Cross-Functional CFO Unifies Liquidity and Investor Relations

Diving deeper into

Charly Kevers, CFO at Carta, on progressive price discovery and investor relations

Interview
Prior to Carta, Charly was a VP of fjnance at Lending Club and a director of corp dev at Salesforce.
Analyzed 3 sources

This background matters because it gave Carta a CFO who had already seen both sides of company building, buying, and financing. At Salesforce, corporate development meant evaluating acquisitions and strategic investments, which is about pricing companies and using stock as deal currency. At LendingClub, finance work meant operating inside a regulated fintech that had to manage investors, reporting, and capital decisions. That mix maps directly to Carta’s work in liquidity, investor relations, and private market price discovery.

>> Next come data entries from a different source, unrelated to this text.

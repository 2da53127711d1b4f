use r2d2::Pool;
use r2d2_sqlite::SqliteConnectionManager;
use rusqlite::Connection;
use std::path::Path;
use std::time::Duration;
use trove_common::{Error, Result};
use tracing::{debug, info};

type SqlitePool = Pool<SqliteConnectionManager>;

const BUSY_TIMEOUT_MS: u32 = 5_000;

#[derive(Debug, Clone)]
pub struct StoreOptions {
    pub pool_size: u32,
    /// Bound on connection checkout and on every blocking store call.
    pub operation_timeout: Duration,
}

impl Default for StoreOptions {
    fn default() -> Self {
        Self {
            pool_size: 8,
            operation_timeout: Duration::from_secs(10),
        }
    }
}

/// Control-plane metadata database.
///
/// Only the registry and the migration engine in this crate run SQL against
/// it. There is no public way to execute arbitrary statements.
#[derive(Clone)]
pub struct MetadataStore {
    pool: SqlitePool,
    operation_timeout: Duration,
}

impl MetadataStore {
    pub fn open(db_path: &Path, options: StoreOptions) -> Result<Self> {
        info!("opening metadata store at {}", db_path.display());
        if let Some(parent) = db_path.parent() {
            if !parent.as_os_str().is_empty() {
                std::fs::create_dir_all(parent)?;
            }
        }

        let manager = SqliteConnectionManager::file(db_path).with_init(|conn| {
            conn.execute_batch(&format!(
                "PRAGMA busy_timeout={BUSY_TIMEOUT_MS}; PRAGMA journal_mode=WAL; PRAGMA foreign_keys=ON;"
            ))
        });

        let pool = Pool::builder()
            .max_size(options.pool_size.max(1))
            .connection_timeout(options.operation_timeout)
            .build(manager)
            .map_err(|e| Error::Database(format!("failed to open metadata store: {e}")))?;

        Ok(Self {
            pool,
            operation_timeout: options.operation_timeout,
        })
    }

    /// Single-connection in-memory store. Each SQLite memory connection is its
    /// own database, so the pool is pinned to one connection that never expires.
    pub fn in_memory() -> Result<Self> {
        let manager = SqliteConnectionManager::memory()
            .with_init(|conn| conn.execute_batch("PRAGMA foreign_keys=ON;"));

        let operation_timeout = StoreOptions::default().operation_timeout;
        let pool = Pool::builder()
            .max_size(1)
            .idle_timeout(None)
            .max_lifetime(None)
            .connection_timeout(operation_timeout)
            .build(manager)
            .map_err(|e| Error::Database(format!("failed to open in-memory database: {e}")))?;

        Ok(Self {
            pool,
            operation_timeout,
        })
    }

    pub fn operation_timeout(&self) -> Duration {
        self.operation_timeout
    }

    /// Run blocking work on one pooled connection, bounded by the operation timeout.
    pub(crate) async fn run<T, F>(&self, op: &'static str, f: F) -> Result<T>
    where
        T: Send + 'static,
        F: FnOnce(&mut Connection) -> Result<T> + Send + 'static,
    {
        self.run_with_timeout(op, self.operation_timeout, f).await
    }

    /// Like [`MetadataStore::run`] with an explicit bound, for long operations
    /// such as a full migration pass.
    ///
    /// The pooled connection goes back to the pool when the closure returns,
    /// whether it succeeded, failed, or panicked. A timed-out call keeps its
    /// connection until the blocking work finishes.
    pub(crate) async fn run_with_timeout<T, F>(
        &self,
        op: &'static str,
        timeout: Duration,
        f: F,
    ) -> Result<T>
    where
        T: Send + 'static,
        F: FnOnce(&mut Connection) -> Result<T> + Send + 'static,
    {
        let pool = self.pool.clone();
        let checkout_timeout = self.operation_timeout;
        let task = tokio::task::spawn_blocking(move || {
            let mut conn = pool
                .get_timeout(checkout_timeout)
                .map_err(|e| Error::Database(format!("failed to check out connection: {e}")))?;
            f(&mut conn)
        });

        match tokio::time::timeout(timeout, task).await {
            Ok(Ok(result)) => result,
            Ok(Err(e)) => Err(Error::Database(format!("{op} did not complete: {e}"))),
            Err(_) => {
                debug!("{op} exceeded {}ms", timeout.as_millis());
                Err(Error::Database(format!(
                    "{op} timed out after {}s",
                    timeout.as_secs_f64()
                )))
            }
        }
    }

    #[cfg(test)]
    pub(crate) fn pool_state(&self) -> r2d2::State {
        self.pool.state()
    }
}

impl std::fmt::Debug for MetadataStore {
    fn fmt(&self, f: &mut std::fmt::Formatter<'_>) -> std::fmt::Result {
        f.debug_struct("MetadataStore")
            .field("max_size", &self.pool.max_size())
            .field("operation_timeout", &self.operation_timeout)
            .finish()
    }
}
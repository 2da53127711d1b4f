use sqlx::Connection;
use sqlx::postgres::PgConnection;
use std::sync::Arc;
use std::time::Duration;
use trove_common::{ConnectionId, Error, Result};
use trove_db::{ConnectionStore, ConnectionType};
use trove_security::Vault;
use tracing::{error, info};

use crate::target::{ConnectionTarget, TargetConnection};

const DEFAULT_CONNECT_TIMEOUT: Duration = Duration::from_secs(10);

/// Turns a connection id into a ready-to-use target.
///
/// Every call re-reads the registry row and re-decrypts the password; nothing
/// is cached and targets are not pooled.
#[derive(Clone)]
pub struct ConnectionBroker {
    registry: ConnectionStore,
    vault: Arc<Vault>,
    connect_timeout: Duration,
}

impl ConnectionBroker {
    pub fn new(registry: ConnectionStore, vault: Arc<Vault>) -> Self {
        Self {
            registry,
            vault,
            connect_timeout: DEFAULT_CONNECT_TIMEOUT,
        }
    }

    pub fn with_connect_timeout(mut self, timeout: Duration) -> Self {
        self.connect_timeout = timeout;
        self
    }

    pub async fn resolve_connection(&self, id: ConnectionId) -> Result<ConnectionTarget> {
        let stored = self.registry.find_credentials(id).await.inspect_err(|e| {
            if !e.is_client_error() {
                error!("failed to look up connection {id}: {e}");
            }
        })?;

        let password = self.vault.decrypt(&stored.password).map_err(|e| {
            error!("failed to decrypt password for connection {id}: {e}");
            Error::Credential(format!("failed to decrypt password for connection {id}"))
        })?;

        let protocol = match stored.connection_type.parse::<ConnectionType>() {
            Ok(ConnectionType::Postgresql) => ConnectionType::Postgresql,
            _ => {
                error!(
                    "connection {id} has unsupported type {}",
                    stored.connection_type
                );
                return Err(Error::UnsupportedType(format!(
                    "{} (only postgresql connections are supported)",
                    stored.connection_type
                )));
            }
        };

        Ok(ConnectionTarget {
            id,
            protocol,
            host: stored.host,
            port: stored.port,
            database: stored.database,
            username: stored.username,
            password,
            ssl_mode: stored.ssl_mode,
        })
    }

    /// Resolve `id` and open a live connection to it within the connect timeout.
    pub async fn connect(&self, id: ConnectionId) -> Result<TargetConnection> {
        let target = self.resolve_connection(id).await?;
        let options = target.connect_options();

        let conn = tokio::time::timeout(self.connect_timeout, PgConnection::connect_with(&options))
            .await
            .map_err(|_| {
                error!(
                    "timed out after {}s connecting to {}",
                    self.connect_timeout.as_secs_f64(),
                    target.redacted_url()
                );
                Error::Upstream(format!("timed out connecting to connection {id}"))
            })?
            .map_err(|e| {
                error!("failed to connect to {}: {e}", target.redacted_url());
                Error::Upstream(format!("failed to connect to connection {id}"))
            })?;

        info!("connected to {}", target.redacted_url());
        Ok(TargetConnection::new(id, conn))
    }
}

  • Salesforce corporate development is the M&A seat. The job is to study targets, negotiate deals, and decide when stock, cash, or partnerships make sense. That experience helps explain why Carta framed secondary liquidity as a cap table and capital strategy tool, not just an employee perk.
  • LendingClub finance added a different muscle. LendingClub was a marketplace lender, so finance had to support new products and strategic initiatives while working in a business built around investor trust, funding flows, and disciplined reporting. That is close to the operating logic behind private market liquidity programs.
  • The through line is investor communication. In the interview, Charly ties programmatic liquidity to better price discovery, more regular investor engagement, and using stock more effectively in recruiting and M&A. Those are exactly the kinds of issues someone with corp dev and fintech finance experience would naturally prioritize.

Going forward, this kind of operator profile becomes more valuable as late stage startups behave more like public companies before an IPO. The winning finance leaders in private markets will increasingly be the ones who can connect valuation, disclosures, recruiting, and M&A into one system, rather than treating liquidity as a one off transaction.